What is being asked
Only lines holding the word "which" are wanted. Copy them from the listing below.

Given information
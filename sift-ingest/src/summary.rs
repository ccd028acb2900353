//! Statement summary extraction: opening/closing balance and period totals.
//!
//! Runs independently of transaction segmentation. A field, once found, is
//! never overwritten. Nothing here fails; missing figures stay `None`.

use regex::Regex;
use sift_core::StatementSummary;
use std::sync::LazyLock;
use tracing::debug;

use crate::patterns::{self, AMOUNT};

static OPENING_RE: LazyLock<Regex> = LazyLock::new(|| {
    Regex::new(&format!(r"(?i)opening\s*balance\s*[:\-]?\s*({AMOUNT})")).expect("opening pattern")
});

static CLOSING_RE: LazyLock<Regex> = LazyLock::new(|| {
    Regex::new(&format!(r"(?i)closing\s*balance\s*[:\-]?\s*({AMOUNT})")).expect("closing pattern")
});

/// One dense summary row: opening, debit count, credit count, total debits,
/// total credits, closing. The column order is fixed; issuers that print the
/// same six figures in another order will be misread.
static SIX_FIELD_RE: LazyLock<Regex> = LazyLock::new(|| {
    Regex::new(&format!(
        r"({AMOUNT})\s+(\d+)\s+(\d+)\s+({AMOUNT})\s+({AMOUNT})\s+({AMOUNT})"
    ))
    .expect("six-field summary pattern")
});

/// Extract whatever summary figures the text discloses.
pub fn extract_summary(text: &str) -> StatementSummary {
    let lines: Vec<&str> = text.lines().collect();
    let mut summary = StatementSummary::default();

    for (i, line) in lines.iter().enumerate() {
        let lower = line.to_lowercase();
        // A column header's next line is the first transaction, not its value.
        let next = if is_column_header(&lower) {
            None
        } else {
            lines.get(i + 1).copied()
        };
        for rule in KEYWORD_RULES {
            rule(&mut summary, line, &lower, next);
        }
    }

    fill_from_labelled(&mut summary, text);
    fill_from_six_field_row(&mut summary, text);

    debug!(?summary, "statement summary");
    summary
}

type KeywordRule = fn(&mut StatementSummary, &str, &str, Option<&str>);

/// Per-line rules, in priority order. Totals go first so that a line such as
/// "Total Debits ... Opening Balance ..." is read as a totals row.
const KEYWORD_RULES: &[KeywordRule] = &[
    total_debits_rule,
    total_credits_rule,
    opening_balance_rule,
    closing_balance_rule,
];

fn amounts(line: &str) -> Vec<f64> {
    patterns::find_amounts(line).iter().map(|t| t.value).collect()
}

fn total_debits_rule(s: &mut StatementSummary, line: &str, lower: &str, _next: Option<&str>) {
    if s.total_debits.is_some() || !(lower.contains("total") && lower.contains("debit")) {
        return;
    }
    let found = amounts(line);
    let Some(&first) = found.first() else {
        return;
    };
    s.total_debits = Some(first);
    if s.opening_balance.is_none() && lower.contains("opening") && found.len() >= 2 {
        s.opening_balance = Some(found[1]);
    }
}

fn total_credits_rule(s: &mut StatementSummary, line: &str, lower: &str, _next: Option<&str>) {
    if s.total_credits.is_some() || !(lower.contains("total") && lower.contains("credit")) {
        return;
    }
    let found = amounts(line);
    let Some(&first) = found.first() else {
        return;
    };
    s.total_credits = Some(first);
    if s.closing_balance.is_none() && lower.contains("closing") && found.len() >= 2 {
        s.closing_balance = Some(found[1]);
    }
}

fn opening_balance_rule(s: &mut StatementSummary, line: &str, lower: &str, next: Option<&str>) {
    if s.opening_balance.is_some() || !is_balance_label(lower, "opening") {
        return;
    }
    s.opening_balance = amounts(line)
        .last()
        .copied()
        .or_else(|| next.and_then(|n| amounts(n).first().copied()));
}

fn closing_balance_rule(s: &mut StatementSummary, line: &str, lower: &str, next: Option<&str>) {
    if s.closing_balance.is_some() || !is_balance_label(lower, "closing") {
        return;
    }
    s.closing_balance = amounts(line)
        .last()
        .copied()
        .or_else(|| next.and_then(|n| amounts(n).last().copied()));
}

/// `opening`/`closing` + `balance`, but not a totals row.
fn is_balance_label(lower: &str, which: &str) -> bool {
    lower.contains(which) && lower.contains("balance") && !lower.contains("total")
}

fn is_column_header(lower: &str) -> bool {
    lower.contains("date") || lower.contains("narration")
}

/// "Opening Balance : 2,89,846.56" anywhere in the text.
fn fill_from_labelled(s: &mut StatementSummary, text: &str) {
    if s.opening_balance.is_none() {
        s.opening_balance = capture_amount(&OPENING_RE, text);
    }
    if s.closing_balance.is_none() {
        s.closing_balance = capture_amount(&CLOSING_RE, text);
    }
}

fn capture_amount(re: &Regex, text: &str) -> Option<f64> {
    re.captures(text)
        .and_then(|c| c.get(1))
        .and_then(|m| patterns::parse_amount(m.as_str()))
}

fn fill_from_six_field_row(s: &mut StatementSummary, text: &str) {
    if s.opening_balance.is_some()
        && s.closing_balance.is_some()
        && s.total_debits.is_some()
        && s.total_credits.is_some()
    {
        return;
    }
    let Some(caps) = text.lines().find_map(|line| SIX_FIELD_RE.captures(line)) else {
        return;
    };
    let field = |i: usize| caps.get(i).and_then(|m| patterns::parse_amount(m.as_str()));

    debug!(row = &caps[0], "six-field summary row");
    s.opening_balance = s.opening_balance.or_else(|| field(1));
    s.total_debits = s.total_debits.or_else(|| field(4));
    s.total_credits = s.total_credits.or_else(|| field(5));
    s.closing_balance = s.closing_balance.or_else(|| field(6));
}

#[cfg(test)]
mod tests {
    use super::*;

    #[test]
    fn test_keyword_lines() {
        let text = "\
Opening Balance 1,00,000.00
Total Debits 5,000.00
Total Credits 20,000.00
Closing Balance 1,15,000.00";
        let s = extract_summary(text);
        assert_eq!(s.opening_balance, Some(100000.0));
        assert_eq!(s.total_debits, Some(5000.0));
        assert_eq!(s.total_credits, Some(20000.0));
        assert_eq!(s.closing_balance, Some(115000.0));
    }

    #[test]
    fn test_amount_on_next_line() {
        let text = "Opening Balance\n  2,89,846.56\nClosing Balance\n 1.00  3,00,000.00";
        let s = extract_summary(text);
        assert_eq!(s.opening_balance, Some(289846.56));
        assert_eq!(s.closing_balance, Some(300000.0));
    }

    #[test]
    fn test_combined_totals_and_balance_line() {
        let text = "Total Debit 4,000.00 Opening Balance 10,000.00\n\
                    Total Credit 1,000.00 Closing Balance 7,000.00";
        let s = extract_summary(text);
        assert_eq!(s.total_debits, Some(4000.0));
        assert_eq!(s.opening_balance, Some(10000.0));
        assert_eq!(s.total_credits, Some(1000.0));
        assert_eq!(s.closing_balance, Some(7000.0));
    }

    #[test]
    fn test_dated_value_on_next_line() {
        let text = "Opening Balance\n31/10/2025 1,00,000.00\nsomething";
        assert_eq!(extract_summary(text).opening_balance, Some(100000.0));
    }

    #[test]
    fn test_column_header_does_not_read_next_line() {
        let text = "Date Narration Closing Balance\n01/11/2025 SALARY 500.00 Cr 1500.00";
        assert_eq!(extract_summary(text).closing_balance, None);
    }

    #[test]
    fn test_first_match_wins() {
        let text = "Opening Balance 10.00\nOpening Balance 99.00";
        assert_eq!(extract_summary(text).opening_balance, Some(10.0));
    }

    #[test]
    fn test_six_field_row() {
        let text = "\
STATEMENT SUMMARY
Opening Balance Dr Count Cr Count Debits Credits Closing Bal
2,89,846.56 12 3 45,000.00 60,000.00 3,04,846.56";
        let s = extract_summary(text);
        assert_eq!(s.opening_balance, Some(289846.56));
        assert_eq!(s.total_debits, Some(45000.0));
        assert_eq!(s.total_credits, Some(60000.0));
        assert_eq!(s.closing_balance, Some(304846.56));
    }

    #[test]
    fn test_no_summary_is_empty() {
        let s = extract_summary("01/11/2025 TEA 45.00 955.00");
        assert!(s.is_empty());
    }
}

Solution
fn is_balance_label(lower: &str, which: &str) -> bool {
    lower.contains(which) && lower.contains("balance") && !lower.contains("total")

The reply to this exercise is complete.